There is no name for this place.
Not yet.
Just a long, low stretch of field where the wheat is coming back—gold and ghost-thin, stubborn as memory.
The table sits at the center, bare but for a candle, a few dark bottles, and the weight of things unsaid.
Three chairs.
Three figures.
Three kinds of silence.
The Queen sits in the middle, not to rule, but to anchor, spine regal but tired, eyes storm-shadowed, fingers interlaced before her. She wears black like a habit, not a performance. Her hair is pinned back with precision—
Not because she needs control.
Because she's earned it.
Velin. Pale, sharp, composed.
Velin—ink-eyed, unreadable, bearing his usual silence like a blade not yet drawn. His coat collar is high.

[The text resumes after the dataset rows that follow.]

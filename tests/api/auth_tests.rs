//! API key guard, login and envelope edge cases.

use actix_web::http::StatusCode;
use actix_web::test;
use damage_inspection_lib::api::MSG_ROUTE_NOT_FOUND;
use damage_inspection_lib::auth::MSG_INVALID_API_KEY;
use damage_inspection_lib::config::API_KEY_HEADER;
use damage_inspection_lib::db::seed::{SEED_PASSWORD, SEED_USERNAME};
use serde_json::json;

use super::helpers::*;

#[actix_rt::test]
async fn test_health_needs_no_key() {
    let env = setup().await;
    let app = create_test_app(&env, AppOptions::default()).await;

    let req = test::TestRequest::get().uri("/health").to_request();
    let (status, body) = call_json(&app, req).await;

    assert_eq!(status, StatusCode::OK);
    assert_eq!(body["status"], "success");
    assert_eq!(body["data"]["service"], "damage-detection-api");
    assert!(body["data"]["version"].is_string());
}

#[actix_rt::test]
async fn test_missing_or_wrong_key_is_forbidden() {
    let env = setup().await;
    let app = create_test_app(&env, AppOptions::default()).await;

    let req = test::TestRequest::get().uri("/api/v1/vehicles").to_request();
    let (status, body) = call_json(&app, req).await;
    assert_eq!(status, StatusCode::FORBIDDEN);
    assert_eq!(body["status"], "error");
    assert_eq!(body["message"], MSG_INVALID_API_KEY);
    assert!(body["data"].is_null());

    let req = test::TestRequest::get()
        .uri("/api/v1/vehicles")
        .insert_header((API_KEY_HEADER, "not-the-key"))
        .to_request();
    let (status, body) = call_json(&app, req).await;
    assert_eq!(status, StatusCode::FORBIDDEN);
    assert_eq!(body["message"], MSG_INVALID_API_KEY);
}

#[actix_rt::test]
async fn test_empty_configured_key_disables_guard() {
    let env = setup().await;
    let app = create_test_app(
        &env,
        AppOptions {
            api_key: String::new(),
            ..AppOptions::default()
        },
    )
    .await;

    let req = test::TestRequest::get().uri("/api/v1/vehicles").to_request();
    let (status, _) = call_json(&app, req).await;
    assert_eq!(status, StatusCode::OK);
}

#[actix_rt::test]
async fn test_login_with_seeded_operator() {
    let env = setup().await;
    let app = create_test_app(&env, AppOptions::default()).await;

    let (status, body) = call_json(
        &app,
        post_json(
            "/api/v1/auth/login",
            json!({"username": SEED_USERNAME, "password": SEED_PASSWORD}),
        ),
    )
    .await;

    assert_eq!(status, StatusCode::OK);
    assert_eq!(body["data"]["username"], SEED_USERNAME);
    assert_eq!(body["data"]["user_id"], operator_id());
}

#[actix_rt::test]
async fn test_login_failures_are_indistinguishable() {
    let env = setup().await;
    let app = create_test_app(&env, AppOptions::default()).await;

    let (wrong_pw_status, wrong_pw_body) = call_json(
        &app,
        post_json(
            "/api/v1/auth/login",
            json!({"username": SEED_USERNAME, "password": "sbagliata"}),
        ),
    )
    .await;

    let (unknown_status, unknown_body) = call_json(
        &app,
        post_json(
            "/api/v1/auth/login",
            json!({"username": "nessuno", "password": SEED_PASSWORD}),
        ),
    )
    .await;

    assert_eq!(wrong_pw_status, StatusCode::BAD_REQUEST);
    assert_eq!(unknown_status, StatusCode::BAD_REQUEST);
    assert_eq!(wrong_pw_body, unknown_body);
    assert_eq!(wrong_pw_body["message"], "Credenziali non valide");
}

#[actix_rt::test]
async fn test_login_requires_api_key() {
    let env = setup().await;
    let app = create_test_app(&env, AppOptions::default()).await;

    let req = test::TestRequest::post()
        .uri("/api/v1/auth/login")
        .set_json(json!({"username": SEED_USERNAME, "password": SEED_PASSWORD}))
        .to_request();
    let (status, _) = call_json(&app, req).await;
    assert_eq!(status, StatusCode::FORBIDDEN);
}

#[actix_rt::test]
async fn test_malformed_json_is_422_envelope() {
    let env = setup().await;
    let app = create_test_app(&env, AppOptions::default()).await;

    let req = test::TestRequest::post()
        .uri("/api/v1/auth/login")
        .insert_header((API_KEY_HEADER, TEST_API_KEY))
        .insert_header(("content-type", "application/json"))
        .set_payload("{\"username\": ")
        .to_request();
    let (status, body) = call_json(&app, req).await;

    assert_eq!(status, StatusCode::UNPROCESSABLE_ENTITY);
    assert_eq!(body["status"], "error");
    assert!(
        body["message"]
            .as_str()
            .unwrap()
            .starts_with("Richiesta non valida")
    );
}

#[actix_rt::test]
async fn test_unknown_route_is_404_envelope() {
    let env = setup().await;
    let app = create_test_app(&env, AppOptions::default()).await;

    let (status, body) = call_json(&app, get("/api/v1/does-not-exist")).await;
    assert_eq!(status, StatusCode::NOT_FOUND);
    assert_eq!(body["status"], "error");
    assert_eq!(body["message"], MSG_ROUTE_NOT_FOUND);
}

His hands rest on the table, but his weight is nowhere near it.
He is present but not grounded. Still, but never simple.
There is ink under his fingernails. There is history in his breath.
He does not blink.
Jack. The knife at rest.
But not forgotten.
Jack—lean, bruised-knuckled, a ghost of blood near the cut of his wrist. Not fresh, but not forgotten. His eyes burn—not with hate, but with the kind of vigilance that has already calculated all seven ways this could end.
His sleeves are rolled. His posture says ready.
There’s a bottle at his elbow, untouched.
The crown he doesn’t wear is heavier than it looks.
They aren’t talking yet.
Not really.
The Queen’s fingers rest lightly on the candle glass, turning it.
Velin watches the reflection flicker.
Jack watches him.
A gust of wind presses through the wheat like a spine stretching.
Somewhere behind them, the Court stirs.
The crows adjust their perches. The seamstress lifts her head.
Bunny pretends he’s not eavesdropping through the hedgerow.
This is not a war council.
Not exactly.
The wind carries no birdsong, only the rustle of dry stalks and the hum of something unsettled. A table stands alone in the open field—dark wood, legs sunk a little into the earth, as if it has waited there too long.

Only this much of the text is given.